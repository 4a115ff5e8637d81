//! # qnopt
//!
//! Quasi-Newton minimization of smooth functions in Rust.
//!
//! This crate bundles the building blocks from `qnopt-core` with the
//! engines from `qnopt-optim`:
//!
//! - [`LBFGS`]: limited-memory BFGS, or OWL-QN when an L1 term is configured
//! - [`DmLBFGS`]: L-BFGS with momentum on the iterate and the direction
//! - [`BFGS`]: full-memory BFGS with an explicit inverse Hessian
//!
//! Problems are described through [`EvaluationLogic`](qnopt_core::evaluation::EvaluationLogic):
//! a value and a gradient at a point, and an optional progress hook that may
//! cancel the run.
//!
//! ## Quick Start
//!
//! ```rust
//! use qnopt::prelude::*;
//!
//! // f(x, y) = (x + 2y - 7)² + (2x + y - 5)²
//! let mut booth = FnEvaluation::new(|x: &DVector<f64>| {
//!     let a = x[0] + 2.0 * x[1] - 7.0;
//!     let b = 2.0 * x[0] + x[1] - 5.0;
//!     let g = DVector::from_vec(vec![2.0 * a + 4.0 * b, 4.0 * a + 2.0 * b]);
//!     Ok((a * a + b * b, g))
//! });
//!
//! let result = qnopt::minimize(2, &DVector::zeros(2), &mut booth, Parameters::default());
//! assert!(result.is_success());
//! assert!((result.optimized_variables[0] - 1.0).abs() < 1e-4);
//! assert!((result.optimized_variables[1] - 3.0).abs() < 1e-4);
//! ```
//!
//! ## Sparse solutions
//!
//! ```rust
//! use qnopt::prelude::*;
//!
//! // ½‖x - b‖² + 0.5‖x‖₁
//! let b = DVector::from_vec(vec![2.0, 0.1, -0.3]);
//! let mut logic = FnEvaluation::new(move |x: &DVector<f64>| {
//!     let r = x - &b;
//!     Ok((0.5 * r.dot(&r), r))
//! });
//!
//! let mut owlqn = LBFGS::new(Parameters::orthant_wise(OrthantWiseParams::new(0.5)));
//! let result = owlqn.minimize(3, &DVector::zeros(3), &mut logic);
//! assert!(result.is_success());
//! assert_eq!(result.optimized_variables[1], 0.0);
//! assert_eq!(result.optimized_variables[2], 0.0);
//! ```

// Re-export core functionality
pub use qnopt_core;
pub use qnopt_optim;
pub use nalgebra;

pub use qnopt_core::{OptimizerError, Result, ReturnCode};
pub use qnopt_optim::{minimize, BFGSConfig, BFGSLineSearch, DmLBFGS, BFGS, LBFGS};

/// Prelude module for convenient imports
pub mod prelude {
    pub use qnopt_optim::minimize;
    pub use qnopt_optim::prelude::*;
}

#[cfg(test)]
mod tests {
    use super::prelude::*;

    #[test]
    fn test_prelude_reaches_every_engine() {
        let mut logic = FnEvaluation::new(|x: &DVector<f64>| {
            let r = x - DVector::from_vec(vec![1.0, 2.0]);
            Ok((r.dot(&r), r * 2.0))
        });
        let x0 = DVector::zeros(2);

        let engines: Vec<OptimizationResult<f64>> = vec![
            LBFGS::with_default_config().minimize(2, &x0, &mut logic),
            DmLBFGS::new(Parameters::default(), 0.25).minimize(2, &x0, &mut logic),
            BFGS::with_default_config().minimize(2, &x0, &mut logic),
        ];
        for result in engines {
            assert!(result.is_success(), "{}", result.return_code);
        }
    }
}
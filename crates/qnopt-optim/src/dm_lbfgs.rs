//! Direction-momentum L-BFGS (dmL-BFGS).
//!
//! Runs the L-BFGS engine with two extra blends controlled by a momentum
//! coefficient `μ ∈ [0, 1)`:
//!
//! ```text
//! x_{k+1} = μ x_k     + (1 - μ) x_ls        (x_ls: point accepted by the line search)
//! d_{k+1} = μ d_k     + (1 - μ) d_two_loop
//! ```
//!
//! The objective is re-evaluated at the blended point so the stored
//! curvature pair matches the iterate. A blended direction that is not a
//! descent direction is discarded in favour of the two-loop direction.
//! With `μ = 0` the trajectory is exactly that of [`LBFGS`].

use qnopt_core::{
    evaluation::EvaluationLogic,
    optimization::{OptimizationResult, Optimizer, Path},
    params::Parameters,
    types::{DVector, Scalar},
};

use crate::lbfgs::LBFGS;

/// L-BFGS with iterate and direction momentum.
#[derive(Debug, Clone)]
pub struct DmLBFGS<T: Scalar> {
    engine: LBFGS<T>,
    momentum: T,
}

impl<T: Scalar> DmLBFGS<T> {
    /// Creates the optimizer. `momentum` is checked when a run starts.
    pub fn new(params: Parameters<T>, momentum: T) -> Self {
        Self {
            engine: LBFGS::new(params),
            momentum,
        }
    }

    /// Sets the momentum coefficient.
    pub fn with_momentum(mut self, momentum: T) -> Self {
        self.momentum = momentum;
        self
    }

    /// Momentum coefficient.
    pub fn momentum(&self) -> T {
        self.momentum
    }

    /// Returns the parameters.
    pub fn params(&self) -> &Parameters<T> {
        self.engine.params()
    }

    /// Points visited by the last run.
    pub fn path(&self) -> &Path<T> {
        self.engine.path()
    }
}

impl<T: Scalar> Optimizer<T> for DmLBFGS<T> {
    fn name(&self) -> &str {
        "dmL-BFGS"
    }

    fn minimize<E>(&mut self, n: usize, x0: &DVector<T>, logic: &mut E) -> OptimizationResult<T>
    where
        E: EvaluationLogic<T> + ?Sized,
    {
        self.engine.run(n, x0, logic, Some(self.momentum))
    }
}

==

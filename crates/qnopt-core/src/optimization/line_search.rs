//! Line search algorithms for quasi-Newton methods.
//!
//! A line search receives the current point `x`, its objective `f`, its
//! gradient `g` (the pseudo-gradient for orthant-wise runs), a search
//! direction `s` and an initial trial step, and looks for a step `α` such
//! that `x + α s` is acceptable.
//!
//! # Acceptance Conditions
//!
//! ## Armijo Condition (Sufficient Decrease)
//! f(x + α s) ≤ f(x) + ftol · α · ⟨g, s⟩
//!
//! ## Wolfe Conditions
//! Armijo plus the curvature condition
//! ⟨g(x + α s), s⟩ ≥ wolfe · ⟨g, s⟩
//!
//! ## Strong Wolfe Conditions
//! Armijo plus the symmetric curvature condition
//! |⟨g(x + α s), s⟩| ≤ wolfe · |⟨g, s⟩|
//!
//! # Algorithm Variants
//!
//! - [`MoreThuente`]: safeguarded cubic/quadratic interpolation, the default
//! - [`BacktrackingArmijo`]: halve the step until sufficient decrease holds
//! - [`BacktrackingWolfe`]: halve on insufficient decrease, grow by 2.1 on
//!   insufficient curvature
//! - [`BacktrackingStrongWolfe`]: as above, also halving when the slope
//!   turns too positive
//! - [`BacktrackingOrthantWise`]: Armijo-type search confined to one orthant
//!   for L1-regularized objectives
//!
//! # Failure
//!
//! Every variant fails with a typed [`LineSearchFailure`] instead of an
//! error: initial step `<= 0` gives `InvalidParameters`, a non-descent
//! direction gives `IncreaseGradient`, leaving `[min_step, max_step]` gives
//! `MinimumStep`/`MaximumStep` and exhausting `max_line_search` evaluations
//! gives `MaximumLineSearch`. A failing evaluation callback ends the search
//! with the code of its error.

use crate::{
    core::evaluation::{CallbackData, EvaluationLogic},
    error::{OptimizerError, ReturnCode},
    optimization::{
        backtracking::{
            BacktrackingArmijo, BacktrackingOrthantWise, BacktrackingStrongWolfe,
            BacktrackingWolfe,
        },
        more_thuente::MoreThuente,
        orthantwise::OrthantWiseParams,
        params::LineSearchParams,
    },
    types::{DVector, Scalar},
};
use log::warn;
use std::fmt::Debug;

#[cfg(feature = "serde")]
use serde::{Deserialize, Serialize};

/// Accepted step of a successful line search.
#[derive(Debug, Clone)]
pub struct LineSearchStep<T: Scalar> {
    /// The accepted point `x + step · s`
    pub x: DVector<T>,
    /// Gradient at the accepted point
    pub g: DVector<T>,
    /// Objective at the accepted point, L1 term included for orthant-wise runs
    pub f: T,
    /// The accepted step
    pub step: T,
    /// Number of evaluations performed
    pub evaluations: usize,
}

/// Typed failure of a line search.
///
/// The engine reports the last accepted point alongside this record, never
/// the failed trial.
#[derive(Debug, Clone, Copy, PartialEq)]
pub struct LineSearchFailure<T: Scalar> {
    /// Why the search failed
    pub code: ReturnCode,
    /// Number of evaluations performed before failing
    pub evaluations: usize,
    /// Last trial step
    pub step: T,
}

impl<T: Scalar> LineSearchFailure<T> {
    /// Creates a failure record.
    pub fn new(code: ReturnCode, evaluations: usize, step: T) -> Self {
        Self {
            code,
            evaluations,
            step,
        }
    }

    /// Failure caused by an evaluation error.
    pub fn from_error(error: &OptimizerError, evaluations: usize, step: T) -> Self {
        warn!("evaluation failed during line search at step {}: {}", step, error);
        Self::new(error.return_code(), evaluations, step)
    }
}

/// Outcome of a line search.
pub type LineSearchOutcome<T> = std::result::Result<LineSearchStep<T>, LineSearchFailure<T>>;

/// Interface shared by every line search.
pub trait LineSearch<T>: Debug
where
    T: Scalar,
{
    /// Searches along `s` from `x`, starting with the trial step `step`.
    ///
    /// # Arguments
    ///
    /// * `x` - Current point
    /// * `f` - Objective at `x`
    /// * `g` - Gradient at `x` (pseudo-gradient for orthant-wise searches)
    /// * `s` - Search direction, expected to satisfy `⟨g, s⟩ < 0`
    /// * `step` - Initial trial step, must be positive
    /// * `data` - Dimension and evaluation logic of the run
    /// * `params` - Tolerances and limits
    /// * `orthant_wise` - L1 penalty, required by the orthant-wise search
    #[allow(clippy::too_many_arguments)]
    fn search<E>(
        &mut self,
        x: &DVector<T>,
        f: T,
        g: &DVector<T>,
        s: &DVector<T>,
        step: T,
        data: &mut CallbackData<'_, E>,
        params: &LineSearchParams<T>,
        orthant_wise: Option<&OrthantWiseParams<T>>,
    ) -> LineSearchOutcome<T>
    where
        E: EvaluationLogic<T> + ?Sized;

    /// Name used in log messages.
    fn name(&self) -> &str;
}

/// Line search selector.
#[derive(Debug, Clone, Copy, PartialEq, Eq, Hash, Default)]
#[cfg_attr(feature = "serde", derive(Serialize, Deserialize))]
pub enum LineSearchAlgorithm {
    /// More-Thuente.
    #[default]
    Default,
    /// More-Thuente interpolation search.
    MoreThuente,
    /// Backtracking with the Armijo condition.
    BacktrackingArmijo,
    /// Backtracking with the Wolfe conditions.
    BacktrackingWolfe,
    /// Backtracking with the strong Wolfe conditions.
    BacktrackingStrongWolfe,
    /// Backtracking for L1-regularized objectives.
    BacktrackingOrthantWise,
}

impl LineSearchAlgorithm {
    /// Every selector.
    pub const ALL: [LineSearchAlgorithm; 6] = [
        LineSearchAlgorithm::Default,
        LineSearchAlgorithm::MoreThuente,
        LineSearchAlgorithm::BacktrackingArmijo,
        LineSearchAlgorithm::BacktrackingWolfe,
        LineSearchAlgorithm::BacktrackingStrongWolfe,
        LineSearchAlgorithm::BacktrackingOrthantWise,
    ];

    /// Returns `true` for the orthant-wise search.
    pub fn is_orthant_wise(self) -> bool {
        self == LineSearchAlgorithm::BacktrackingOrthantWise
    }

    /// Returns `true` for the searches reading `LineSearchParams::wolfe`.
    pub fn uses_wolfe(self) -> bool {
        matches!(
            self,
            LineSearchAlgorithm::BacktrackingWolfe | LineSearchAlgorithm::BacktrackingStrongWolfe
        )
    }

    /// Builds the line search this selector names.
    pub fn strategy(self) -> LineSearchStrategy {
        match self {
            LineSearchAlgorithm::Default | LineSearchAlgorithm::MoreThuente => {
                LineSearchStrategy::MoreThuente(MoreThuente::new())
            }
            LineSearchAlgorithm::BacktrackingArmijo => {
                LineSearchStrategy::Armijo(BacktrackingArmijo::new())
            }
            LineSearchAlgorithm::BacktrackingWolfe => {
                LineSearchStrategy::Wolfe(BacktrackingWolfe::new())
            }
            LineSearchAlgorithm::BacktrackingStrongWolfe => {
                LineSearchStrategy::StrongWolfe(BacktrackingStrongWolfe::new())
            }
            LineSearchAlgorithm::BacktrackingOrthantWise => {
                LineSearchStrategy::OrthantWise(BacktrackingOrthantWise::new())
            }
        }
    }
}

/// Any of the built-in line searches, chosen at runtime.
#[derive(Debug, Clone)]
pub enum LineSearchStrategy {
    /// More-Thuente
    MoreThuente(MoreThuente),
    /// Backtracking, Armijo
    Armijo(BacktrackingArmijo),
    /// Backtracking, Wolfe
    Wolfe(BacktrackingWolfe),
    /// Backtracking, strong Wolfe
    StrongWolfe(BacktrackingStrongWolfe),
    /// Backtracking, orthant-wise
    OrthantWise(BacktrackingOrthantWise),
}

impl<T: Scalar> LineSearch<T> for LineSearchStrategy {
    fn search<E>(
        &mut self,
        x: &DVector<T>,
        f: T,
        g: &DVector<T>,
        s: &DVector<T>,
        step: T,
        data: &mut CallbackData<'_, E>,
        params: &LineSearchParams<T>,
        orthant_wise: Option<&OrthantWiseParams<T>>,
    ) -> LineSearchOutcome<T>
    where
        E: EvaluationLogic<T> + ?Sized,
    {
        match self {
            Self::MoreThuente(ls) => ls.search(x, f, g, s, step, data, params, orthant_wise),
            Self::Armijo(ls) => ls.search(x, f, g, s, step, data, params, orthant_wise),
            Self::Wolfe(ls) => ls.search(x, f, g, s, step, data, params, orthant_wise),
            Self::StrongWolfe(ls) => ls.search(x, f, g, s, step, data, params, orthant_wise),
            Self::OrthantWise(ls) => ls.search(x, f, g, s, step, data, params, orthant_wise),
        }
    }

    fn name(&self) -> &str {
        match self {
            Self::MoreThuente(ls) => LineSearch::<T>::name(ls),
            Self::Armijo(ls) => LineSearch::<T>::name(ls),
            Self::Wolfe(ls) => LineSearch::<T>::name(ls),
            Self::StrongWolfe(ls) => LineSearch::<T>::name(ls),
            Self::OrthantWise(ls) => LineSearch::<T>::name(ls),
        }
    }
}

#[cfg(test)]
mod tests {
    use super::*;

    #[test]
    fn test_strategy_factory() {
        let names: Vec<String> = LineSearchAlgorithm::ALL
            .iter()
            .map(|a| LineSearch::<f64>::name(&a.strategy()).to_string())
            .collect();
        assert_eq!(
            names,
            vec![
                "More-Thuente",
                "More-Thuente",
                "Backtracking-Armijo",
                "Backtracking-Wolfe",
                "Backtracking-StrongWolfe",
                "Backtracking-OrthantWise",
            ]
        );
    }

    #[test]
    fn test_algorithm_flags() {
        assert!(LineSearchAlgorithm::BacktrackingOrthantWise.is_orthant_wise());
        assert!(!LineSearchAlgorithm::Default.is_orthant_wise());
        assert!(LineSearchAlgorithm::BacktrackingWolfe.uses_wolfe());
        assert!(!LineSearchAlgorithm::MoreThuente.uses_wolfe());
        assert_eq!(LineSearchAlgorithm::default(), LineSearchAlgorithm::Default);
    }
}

---

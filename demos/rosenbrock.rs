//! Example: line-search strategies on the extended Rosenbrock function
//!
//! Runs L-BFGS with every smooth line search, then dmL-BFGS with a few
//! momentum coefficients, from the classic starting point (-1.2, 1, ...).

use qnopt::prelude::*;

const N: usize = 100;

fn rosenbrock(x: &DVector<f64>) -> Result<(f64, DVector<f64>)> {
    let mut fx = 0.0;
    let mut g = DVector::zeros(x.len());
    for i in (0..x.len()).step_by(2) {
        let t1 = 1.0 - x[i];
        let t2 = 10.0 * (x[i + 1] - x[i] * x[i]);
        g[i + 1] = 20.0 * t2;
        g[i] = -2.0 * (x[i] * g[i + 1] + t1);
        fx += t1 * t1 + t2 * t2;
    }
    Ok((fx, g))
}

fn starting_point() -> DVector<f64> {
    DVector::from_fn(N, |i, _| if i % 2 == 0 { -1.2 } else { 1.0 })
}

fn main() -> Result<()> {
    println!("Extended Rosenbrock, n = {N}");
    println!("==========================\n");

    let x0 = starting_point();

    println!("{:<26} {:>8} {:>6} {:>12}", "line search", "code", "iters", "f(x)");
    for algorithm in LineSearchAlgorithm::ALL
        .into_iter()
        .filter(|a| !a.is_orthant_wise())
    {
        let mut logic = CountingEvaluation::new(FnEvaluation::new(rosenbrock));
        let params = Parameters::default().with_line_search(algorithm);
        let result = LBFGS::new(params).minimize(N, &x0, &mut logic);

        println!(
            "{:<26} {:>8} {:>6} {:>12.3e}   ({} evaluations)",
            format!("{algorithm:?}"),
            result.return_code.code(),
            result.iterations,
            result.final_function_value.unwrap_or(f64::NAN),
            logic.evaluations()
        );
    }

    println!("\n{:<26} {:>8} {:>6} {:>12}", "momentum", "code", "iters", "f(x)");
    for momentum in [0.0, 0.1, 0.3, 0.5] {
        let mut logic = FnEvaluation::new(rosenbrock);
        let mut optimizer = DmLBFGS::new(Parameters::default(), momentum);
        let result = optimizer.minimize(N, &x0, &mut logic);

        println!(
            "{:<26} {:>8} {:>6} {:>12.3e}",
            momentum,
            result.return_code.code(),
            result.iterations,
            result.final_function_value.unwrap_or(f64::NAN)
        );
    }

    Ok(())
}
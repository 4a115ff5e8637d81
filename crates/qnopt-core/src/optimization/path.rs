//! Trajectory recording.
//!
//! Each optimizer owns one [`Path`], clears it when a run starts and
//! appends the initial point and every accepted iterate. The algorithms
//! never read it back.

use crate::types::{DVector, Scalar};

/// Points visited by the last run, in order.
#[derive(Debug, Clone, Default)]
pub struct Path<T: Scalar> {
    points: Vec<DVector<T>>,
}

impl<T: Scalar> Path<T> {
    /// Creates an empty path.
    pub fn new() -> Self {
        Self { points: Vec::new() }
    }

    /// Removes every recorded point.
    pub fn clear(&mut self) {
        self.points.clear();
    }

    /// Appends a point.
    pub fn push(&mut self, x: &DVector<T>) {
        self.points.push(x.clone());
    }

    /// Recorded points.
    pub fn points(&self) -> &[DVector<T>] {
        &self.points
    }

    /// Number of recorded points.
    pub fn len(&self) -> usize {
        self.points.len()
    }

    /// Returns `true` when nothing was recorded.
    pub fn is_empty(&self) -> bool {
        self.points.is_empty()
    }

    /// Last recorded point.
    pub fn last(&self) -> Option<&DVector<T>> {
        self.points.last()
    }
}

● Exercise aim: Among the entries above, find the line with "logic.evaluations()" and the line with "let mut optimizer"; give again exactly these two lines and all lines between them.

● Exercise output:
            logic.evaluations()
        );
    }

    println!("\n{:<26} {:>8} {:>6} {:>12}", "momentum", "code", "iters", "f(x)");
    for momentum in [0.0, 0.1, 0.3, 0.5] {
        let mut logic = FnEvaluation::new(rosenbrock);
        let mut optimizer = DmLBFGS::new(Parameters::default(), momentum);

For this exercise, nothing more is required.